▸ EXERCISE DIRECTIONS
Each entry must be restated word for word, with nothing omitted.

▸ THE RECORDS
★ ★ ★
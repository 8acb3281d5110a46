use anyhow::Result;
use prometheus::{Encoder, IntCounter, IntCounterVec, Opts, Registry, TextEncoder};
use std::sync::Arc;

/// Prometheus collectors for block synchronization.
#[derive(Clone)]
pub struct SyncMetrics {
    registry: Registry,
    // Synchronizer
    sync_runs: IntCounterVec,
    sync_runs_rejected: IntCounter,
    // Startup recovery
    recovery_rollbacks: IntCounter,
    recovery_replayed_blocks: IntCounter,
    // Pending transactions
    pending_transactions: IntCounterVec,
}

impl SyncMetrics {
    pub fn new() -> Result<Self> {
        Self::with_registry(Registry::new())
    }

    /// Register the sync collectors into an existing registry.
    pub fn with_registry(registry: Registry) -> Result<Self> {
        let sync_runs = IntCounterVec::new(
            Opts::new("sync_runs_total", "Total number of completed synchronizer runs"),
            &["mechanism", "result"],
        )?;
        registry.register(Box::new(sync_runs.clone()))?;

        let sync_runs_rejected = IntCounter::with_opts(Opts::new(
            "sync_runs_rejected_total",
            "Runs rejected because the synchronizer was already active",
        ))?;
        registry.register(Box::new(sync_runs_rejected.clone()))?;

        let recovery_rollbacks = IntCounter::with_opts(Opts::new(
            "sync_recovery_rollbacks_total",
            "Blocks deleted from the canonical chain during startup recovery",
        ))?;
        registry.register(Box::new(recovery_rollbacks.clone()))?;

        let recovery_replayed_blocks = IntCounter::with_opts(Opts::new(
            "sync_recovery_replayed_blocks_total",
            "Temporary blocks replayed onto the canonical chain during startup recovery",
        ))?;
        registry.register(Box::new(recovery_replayed_blocks.clone()))?;

        let pending_transactions = IntCounterVec::new(
            Opts::new(
                "sync_pending_transactions_total",
                "Pending transactions fetched from peers, by pool verdict",
            ),
            &["result"],
        )?;
        registry.register(Box::new(pending_transactions.clone()))?;

        Ok(Self {
            registry,
            sync_runs,
            sync_runs_rejected,
            recovery_rollbacks,
            recovery_replayed_blocks,
            pending_transactions,
        })
    }

    pub fn registry(&self) -> &Registry {
        &self.registry
    }

    pub fn gather(&self) -> Result<String> {
        let metric_families = self.registry.gather();
        let mut buffer = Vec::<u8>::new();
        TextEncoder::new().encode(&metric_families, &mut buffer)?;
        Ok(String::from_utf8(buffer)?)
    }

    pub fn inc_sync_run(&self, mechanism: &str, result: &str) {
        self.sync_runs.with_label_values(&[mechanism, result]).inc();
    }

    pub fn inc_sync_run_rejected(&self) {
        self.sync_runs_rejected.inc();
    }

    pub fn inc_recovery_rollbacks(&self, count: u64) {
        self.recovery_rollbacks.inc_by(count);
    }

    pub fn inc_recovery_replayed_blocks(&self, count: u64) {
        self.recovery_replayed_blocks.inc_by(count);
    }

    pub fn inc_pending_transactions(&self, result: &str, count: u64) {
        self.pending_transactions.with_label_values(&[result]).inc_by(count);
    }
}

pub type SharedMetrics = Arc<SyncMetrics>;
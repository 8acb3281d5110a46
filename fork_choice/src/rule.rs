use containers::BlockHeader;
use tracing::trace;

use crate::{ConsensusOracle, ForkOutcome};

/// Classify `candidate` against the canonical tip.
///
/// Checks run in a fixed order: identity, direct extension, then the oracle.
/// The function has no state of its own, so identical inputs and oracle answers
/// always yield the same outcome.
pub fn fork_choice<O>(candidate: &BlockHeader, canonical: &BlockHeader, oracle: &O) -> ForkOutcome
where
    O: ConsensusOracle + ?Sized,
{
    let outcome = if candidate.id == canonical.id {
        ForkOutcome::Identical
    } else if candidate.previous_block_id == canonical.id {
        ForkOutcome::ExtendsCanonical
    } else if oracle.prefers(candidate, canonical) {
        ForkOutcome::DifferentChainPreferred
    } else {
        ForkOutcome::Discard
    };

    trace!(
        candidate_height = candidate.height.0,
        candidate_id = %candidate.id,
        canonical_height = canonical.height.0,
        canonical_id = %canonical.id,
        %outcome,
        "Fork choice evaluated"
    );

    outcome
}
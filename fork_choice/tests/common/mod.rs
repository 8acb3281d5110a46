//! Common test utilities for fork choice tests

use containers::{BlockHeader, BlockId, Bytes32, Height};
use fork_choice::ConsensusOracle;

/// Deterministic id derived from a label
pub fn id(label: &str) -> BlockId {
    Bytes32::digest(label.as_bytes())
}

/// Header with an explicit id and parent
pub fn header(height: u64, label: &str, parent: &str) -> BlockHeader {
    BlockHeader {
        height: Height(height),
        id: id(label),
        previous_block_id: id(parent),
        version: 2,
        timestamp: height * 10,
        max_height_prevoted: Height(0),
    }
}

/// Header with pre-vote information for oracle tests
pub fn prevoted_header(height: u64, label: &str, max_height_prevoted: u64) -> BlockHeader {
    BlockHeader {
        max_height_prevoted: Height(max_height_prevoted),
        ..header(height, label, "parent")
    }
}

/// Oracle answering the same way for every pair
pub struct FixedOracle(pub bool);

impl ConsensusOracle for FixedOracle {
    fn prefers(&self, _candidate: &BlockHeader, _canonical: &BlockHeader) -> bool {
        self.0
    }
}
★ ★ ★
▸ TASK RESPONSE
repository 8acb3281d5110a46
use anyhow::Result;
use prometheus::{Encoder, IntCounter, IntCounterVec, Opts, Registry, TextEncoder};
use std::sync::Arc;

/// Prometheus collectors for block synchronization.
#[derive(Clone)]
pub struct SyncMetrics {
    registry: Registry,
    // Synchronizer
    sync_runs: IntCounterVec,
    sync_runs_rejected: IntCounter,
    // Startup recovery
    recovery_rollbacks: IntCounter,
    recovery_replayed_blocks: IntCounter,
    // Pending transactions
    pending_transactions: IntCounterVec,
}

impl SyncMetrics {
    pub fn new() -> Result<Self> {
        Self::with_registry(Registry::new())
    }

    /// Register the sync collectors into an existing registry.
    pub fn with_registry(registry: Registry) -> Result<Self> {
        let sync_runs = IntCounterVec::new(
            Opts::new("sync_runs_total", "Total number of completed synchronizer runs"),
            &["mechanism", "result"],
        )?;
        registry.register(Box::new(sync_runs.clone()))?;

        let sync_runs_rejected = IntCounter::with_opts(Opts::new(
            "sync_runs_rejected_total",
            "Runs rejected because the synchronizer was already active",
        ))?;
        registry.register(Box::new(sync_runs_rejected.clone()))?;

        let recovery_rollbacks = IntCounter::with_opts(Opts::new(
            "sync_recovery_rollbacks_total",
            "Blocks deleted from the canonical chain during startup recovery",
        ))?;
        registry.register(Box::new(recovery_rollbacks.clone()))?;

        let recovery_replayed_blocks = IntCounter::with_opts(Opts::new(
            "sync_recovery_replayed_blocks_total",
            "Temporary blocks replayed onto the canonical chain during startup recovery",
        ))?;
        registry.register(Box::new(recovery_replayed_blocks.clone()))?;

        let pending_transactions = IntCounterVec::new(
            Opts::new(
                "sync_pending_transactions_total",
                "Pending transactions fetched from peers, by pool verdict",
            ),
            &["result"],
        )?;
        registry.register(Box::new(pending_transactions.clone()))?;

        Ok(Self {
            registry,
            sync_runs,
            sync_runs_rejected,
            recovery_rollbacks,
            recovery_replayed_blocks,
            pending_transactions,
        })
    }

    pub fn registry(&self) -> &Registry {
        &self.registry
    }

    pub fn gather(&self) -> Result<String> {
        let metric_families = self.registry.gather();
        let mut buffer = Vec::<u8>::new();
        TextEncoder::new().encode(&metric_families, &mut buffer)?;
        Ok(String::from_utf8(buffer)?)
    }

    pub fn inc_sync_run(&self, mechanism: &str, result: &str) {
        self.sync_runs.with_label_values(&[mechanism, result]).inc();
    }

    pub fn inc_sync_run_rejected(&self) {
        self.sync_runs_rejected.inc();
    }

    pub fn inc_recovery_rollbacks(&self, count: u64) {
        self.recovery_rollbacks.inc_by(count);
    }

    pub fn inc_recovery_replayed_blocks(&self, count: u64) {
        self.recovery_replayed_blocks.inc_by(count);
    }

    pub fn inc_pending_transactions(&self, result: &str, count: u64) {
        self.pending_transactions.with_label_values(&[result]).inc_by(count);
    }
}

pub type SharedMetrics = Arc<SyncMetrics>;
repository 8acb3281d5110a46
filename fork_choice/src/rule.rs
use containers::BlockHeader;
use tracing::trace;

use crate::{ConsensusOracle, ForkOutcome};

/// Classify `candidate` against the canonical tip.
///
/// Checks run in a fixed order: identity, direct extension, then the oracle.
/// The function has no state of its own, so identical inputs and oracle answers
/// always yield the same outcome.
pub fn fork_choice<O>(candidate: &BlockHeader, canonical: &BlockHeader, oracle: &O) -> ForkOutcome
where
    O: ConsensusOracle + ?Sized,
{
    let outcome = if candidate.id == canonical.id {
        ForkOutcome::Identical
    } else if candidate.previous_block_id == canonical.id {
        ForkOutcome::ExtendsCanonical
    } else if oracle.prefers(candidate, canonical) {
        ForkOutcome::DifferentChainPreferred
    } else {
        ForkOutcome::Discard
    };

    trace!(
        candidate_height = candidate.height.0,
        candidate_id = %candidate.id,
        canonical_height = canonical.height.0,
        canonical_id = %canonical.id,
        %outcome,
        "Fork choice evaluated"
    );

    outcome
}
filename fork_choice/tests/common/mod.rs
repository 8acb3281d5110a46
//! Common test utilities for fork choice tests

use containers::{BlockHeader, BlockId, Bytes32, Height};
use fork_choice::ConsensusOracle;

/// Deterministic id derived from a label
pub fn id(label: &str) -> BlockId {
    Bytes32::digest(label.as_bytes())
}

/// Header with an explicit id and parent
pub fn header(height: u64, label: &str, parent: &str) -> BlockHeader {
    BlockHeader {
        height: Height(height),
        id: id(label),
        previous_block_id: id(parent),
        version: 2,
        timestamp: height * 10,
        max_height_prevoted: Height(0),
    }
}

/// Header with pre-vote information for oracle tests
pub fn prevoted_header(height: u64, label: &str, max_height_prevoted: u64) -> BlockHeader {
    BlockHeader {
        max_height_prevoted: Height(max_height_prevoted),
        ..header(height, label, "parent")
    }
}

/// Oracle answering the same way for every pair
pub struct FixedOracle(pub bool);

impl ConsensusOracle for FixedOracle {
    fn prefers(&self, _candidate: &BlockHeader, _canonical: &BlockHeader) -> bool {
        self.0
    }
}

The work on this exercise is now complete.